Al-Khwārizmī, Al-Ma'mun's most famous geographer, corrected Ptolemy's gross overestimate for the length of the Mediterranean Sea (from the Canary Islands to the eastern shores of the Mediterranean); Ptolemy overestimated it at 63 degrees of longitude, while al-Khwarizmi almost correctly estimated it at nearly 50 degrees of longitude. Al-Ma'mun's geographers "also depicted the Atlantic and Indian Oceans as open bodies of water, not land-locked seas as Ptolemy had done. " Al-Khwarizmi thus set the Prime Meridian of the Old World at the eastern shore of the Mediterranean, 10–13 degrees to the east of Alexandria (the prime meridian previously set by Ptolemy) and 70 degrees to the west of Baghdad. Most medieval Muslim geographers continued to use al-Khwarizmi's prime meridian. Other prime meridians used were set by Abū Muhammad al-Hasan al-Hamdānī and Habash al-Hasib al-Marwazi at Ujjain, a centre of Indian astronomy, and by another anonymous writer at Basra.

===Al-Biruni===

Diagram illustrating a method proposed and used by Al-Biruni to estimate the radius and circumference of the Earth in the 11th century.

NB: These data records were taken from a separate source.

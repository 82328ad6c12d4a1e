// SPDX-License-Identifier: MIT OR Apache-2.0
// Copyright (c) 2025 rankflow contributors

//! Ordered configuration overlay

use indexmap::IndexMap;
use serde::{Deserialize, Serialize};

use super::FlowValue;

/// Success flag written by runners and stored in every run record
pub const STATUS_KEY: &str = "status";
/// Process exit code written by runners
pub const EXIT_CODE_KEY: &str = "exitCode";
/// Set by a before-script to suppress the tool invocation
pub const IMPEDE_KEY: &str = "impede";
/// Zero-based index of the current loop iteration
pub const LOOP_INDEX_KEY: &str = "loop_index";
/// Rendered command of the step being run, visible to scripts
pub const COMMAND_KEY: &str = "command";
/// Root directory for step output folders
pub const OUTPUT_DIR_KEY: &str = "output_dir";
/// Root directory for input data
pub const DATA_DIR_KEY: &str = "data_dir";
/// Output folder of the step being run
pub const SELF_DIR_KEY: &str = "self_dir";
/// Alias of [`SELF_DIR_KEY`]
pub const LOCATION_KEY: &str = "location";

/// Key under which the current element of a loop is exposed
pub fn loop_item_key(loop_variable: &str) -> String {
    format!("{}_item", loop_variable)
}

/// Ordered key/value configuration.
///
/// Keys are unique and keep insertion order. Cloning produces an
/// independent overlay.
#[derive(Debug, Clone, Default, PartialEq, Serialize, Deserialize)]
#[serde(transparent)]
pub struct FlowConfig {
    entries: IndexMap<String, FlowValue>,
}

impl FlowConfig {
    pub fn new() -> Self {
        Self::default()
    }

    pub fn get(&self, key: &str) -> Option<&FlowValue> {
        self.entries.get(key)
    }

    pub fn contains_key(&self, key: &str) -> bool {
        self.entries.contains_key(key)
    }

    /// Insert or replace a value, returning the previous one
    pub fn insert(&mut self, key: impl Into<String>, value: impl Into<FlowValue>) -> Option<FlowValue> {
        self.entries.insert(key.into(), value.into())
    }

    pub fn remove(&mut self, key: &str) -> Option<FlowValue> {
        self.entries.shift_remove(key)
    }

    /// Insert an empty string unless the key is already present
    pub fn insert_default(&mut self, key: &str) {
        if !self.entries.contains_key(key) {
            self.entries.insert(key.to_string(), FlowValue::String(String::new()));
        }
    }

    /// Copy every entry of `other` into this config, overwriting duplicates
    pub fn fill(&mut self, other: &FlowConfig) {
        for (key, value) in &other.entries {
            self.entries.insert(key.clone(), value.clone());
        }
    }

    /// A fresh copy of this config for a child branch
    pub fn overlay(&self) -> FlowConfig {
        self.clone()
    }

    /// Resolve a dotted path such as `sample.reads` through nested maps
    pub fn lookup(&self, path: &str) -> Option<&FlowValue> {
        if let Some(value) = self.entries.get(path) {
            return Some(value);
        }

        let mut segments = path.split('.');
        let mut current = self.entries.get(segments.next()?)?;
        for segment in segments {
            current = match current {
                FlowValue::Map(map) => map.get(segment)?,
                FlowValue::List(items) => items.get(segment.parse::<usize>().ok()?)?,
                _ => return None,
            };
        }
        Some(current)
    }

    /// The `status` flag, if present and boolean
    pub fn status(&self) -> Option<bool> {
        self.get(STATUS_KEY).and_then(FlowValue::as_bool)
    }

    /// The `exitCode` value, if present and numeric
    pub fn exit_code(&self) -> Option<i64> {
        self.get(EXIT_CODE_KEY).and_then(FlowValue::as_i64)
    }

    /// Whether a script asked to skip the tool invocation
    pub fn is_impeded(&self) -> bool {
        self.get(IMPEDE_KEY).and_then(FlowValue::as_bool).unwrap_or(false)
    }

    pub fn keys(&self) -> impl Iterator<Item = &str> {
        self.entries.keys().map(String::as_str)
    }

    pub fn iter(&self) -> impl Iterator<Item = (&str, &FlowValue)> {
        self.entries.iter().map(|(k, v)| (k.as_str(), v))
    }

    pub fn len(&self) -> usize {
        self.entries.len()
    }

    pub fn is_empty(&self) -> bool {
        self.entries.is_empty()
    }
}

impl FromIterator<(String, FlowValue)> for FlowConfig {
    fn from_iter<T: IntoIterator<Item = (String, FlowValue)>>(iter: T) -> Self {
        Self {
            entries: iter.into_iter().collect(),
        }
    }
}

impl From<IndexMap<String, FlowValue>> for FlowConfig {
    fn from(entries: IndexMap<String, FlowValue>) -> Self {
        Self { entries }
    }
}

impl IntoIterator for FlowConfig {
    type Item = (String, FlowValue);
    type IntoIter = indexmap::map::IntoIter<String, FlowValue>;

    fn into_iter(self) -> Self::IntoIter {
        self.entries.into_iter()
    }
}
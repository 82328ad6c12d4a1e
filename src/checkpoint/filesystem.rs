// SPDX-License-Identifier: MIT OR Apache-2.0
// Copyright (c) 2025 rankflow contributors

//! Filesystem-based checkpoint store
//!
//! Each key maps to a directory path below the state directory, one
//! directory per segment, holding the record as a JSON file. Prefix removal
//! is a recursive directory removal.

use async_trait::async_trait;
use std::path::{Path, PathBuf};
use tracing::debug;

use super::{CheckpointStore, RunRecord, StateKey};
use crate::errors::{RankflowError, RankflowResult};

const RECORD_FILE: &str = ".record.json";

/// Durable checkpoint store rooted at a state directory
pub struct FilesystemStore {
    state_dir: PathBuf,
}

impl FilesystemStore {
    /// Create a store, creating the state directory if needed
    pub fn new(state_dir: PathBuf) -> RankflowResult<Self> {
        if !state_dir.exists() {
            std::fs::create_dir_all(&state_dir).map_err(|e| {
                RankflowError::checkpoint(
                    state_dir.display(),
                    format!("Failed to create state directory: {}", e),
                )
            })?;
        }

        Ok(Self { state_dir })
    }

    pub fn state_dir(&self) -> &Path {
        &self.state_dir
    }

    fn key_dir(&self, key: &StateKey) -> PathBuf {
        let mut path = self.state_dir.clone();
        for segment in key.segments() {
            path.push(segment);
        }
        path
    }

    fn record_path(&self, key: &StateKey) -> PathBuf {
        self.key_dir(key).join(RECORD_FILE)
    }

    /// Collect the keys of every record below `dir`
    fn walk(dir: &Path, segments: &mut Vec<String>, out: &mut Vec<StateKey>) -> RankflowResult<()> {
        let entries = std::fs::read_dir(dir).map_err(|e| {
            RankflowError::checkpoint(dir.display(), format!("Failed to read state directory: {}", e))
        })?;

        for entry in entries {
            let entry = entry.map_err(|e| {
                RankflowError::checkpoint(dir.display(), format!("Failed to read state entry: {}", e))
            })?;
            let path = entry.path();
            let name = entry.file_name().to_string_lossy().to_string();

            if path.is_dir() {
                segments.push(name);
                Self::walk(&path, segments, out)?;
                segments.pop();
            } else if name == RECORD_FILE {
                if let Ok(key) = segments.join("/").parse::<StateKey>() {
                    out.push(key);
                }
            }
        }

        Ok(())
    }
}

#[async_trait]
impl CheckpointStore for FilesystemStore {
    async fn get(&self, key: &StateKey) -> RankflowResult<Option<RunRecord>> {
        let path = self.record_path(key);

        if !path.exists() {
            return Ok(None);
        }

        let content = tokio::fs::read_to_string(&path)
            .await
            .map_err(|e| RankflowError::checkpoint(key, format!("Failed to read record: {}", e)))?;

        let record: RunRecord = serde_json::from_str(&content)
            .map_err(|e| RankflowError::checkpoint(key, format!("Failed to parse record: {}", e)))?;

        Ok(Some(record))
    }

    async fn set(&self, key: &StateKey, record: &RunRecord) -> RankflowResult<()> {
        let dir = self.key_dir(key);
        tokio::fs::create_dir_all(&dir).await.map_err(|e| {
            RankflowError::checkpoint(key, format!("Failed to create record directory: {}", e))
        })?;

        let json = serde_json::to_string_pretty(record).map_err(|e| {
            RankflowError::checkpoint(key, format!("Failed to serialize record: {}", e))
        })?;

        // Write then rename so a crash never leaves a half-written record
        let tmp = dir.join(format!("{}.tmp", RECORD_FILE));
        tokio::fs::write(&tmp, json)
            .await
            .map_err(|e| RankflowError::checkpoint(key, format!("Failed to write record: {}", e)))?;
        tokio::fs::rename(&tmp, dir.join(RECORD_FILE))
            .await
            .map_err(|e| RankflowError::checkpoint(key, format!("Failed to commit record: {}", e)))?;

        debug!(key = %key, "record written");
        Ok(())
    }

    async fn remove(&self, prefix: &StateKey) -> RankflowResult<bool> {
        let dir = self.key_dir(prefix);

        if !dir.exists() {
            return Ok(false);
        }

        tokio::fs::remove_dir_all(&dir).await.map_err(|e| {
            RankflowError::checkpoint(prefix, format!("Failed to remove records: {}", e))
        })?;

        Ok(true)
    }

    async fn keys(&self, prefix: &StateKey) -> RankflowResult<Vec<StateKey>> {
        let dir = self.key_dir(prefix);
        let mut keys = Vec::new();

        if !dir.is_dir() {
            return Ok(keys);
        }

        let mut segments = prefix.segments().to_vec();
        Self::walk(&dir, &mut segments, &mut keys)?;
        keys.sort();

        Ok(keys)
    }

    fn name(&self) -> &str {
        "filesystem"
    }
}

Abu Rayhan al-Biruni (973–1048) devised a novel method of determining the Earth's radius by means of the observation of the height of a mountain. He carried it out at Nandana in Pind Dadan Khan (present-day Pakistan). He used trigonometry to calculate the radius of the Earth using measurements of the height of a hill and measurement of the dip in the horizon from the top of that hill. His calculated radius for the Earth of 3928.77 miles was 2% higher than the actual mean radius of 3847.80 miles. His estimate was given as 12,803,337 cubits, so the accuracy of his estimate compared to the modern value depends on what conversion is used for cubits. The exact length of a cubit is not clear; with an 18-inch cubit his estimate would be 3,600 miles, whereas with a 22-inch cubit his estimate would be 4,200 miles. One significant problem with this approach is that Al-Biruni was not aware of atmospheric refraction and made no allowance for it. He used a dip angle of 34 arc minutes in his calculations, but refraction can typically alter the measured dip angle by about 1/6, making his calculation only accurate to within about 20% of the true value.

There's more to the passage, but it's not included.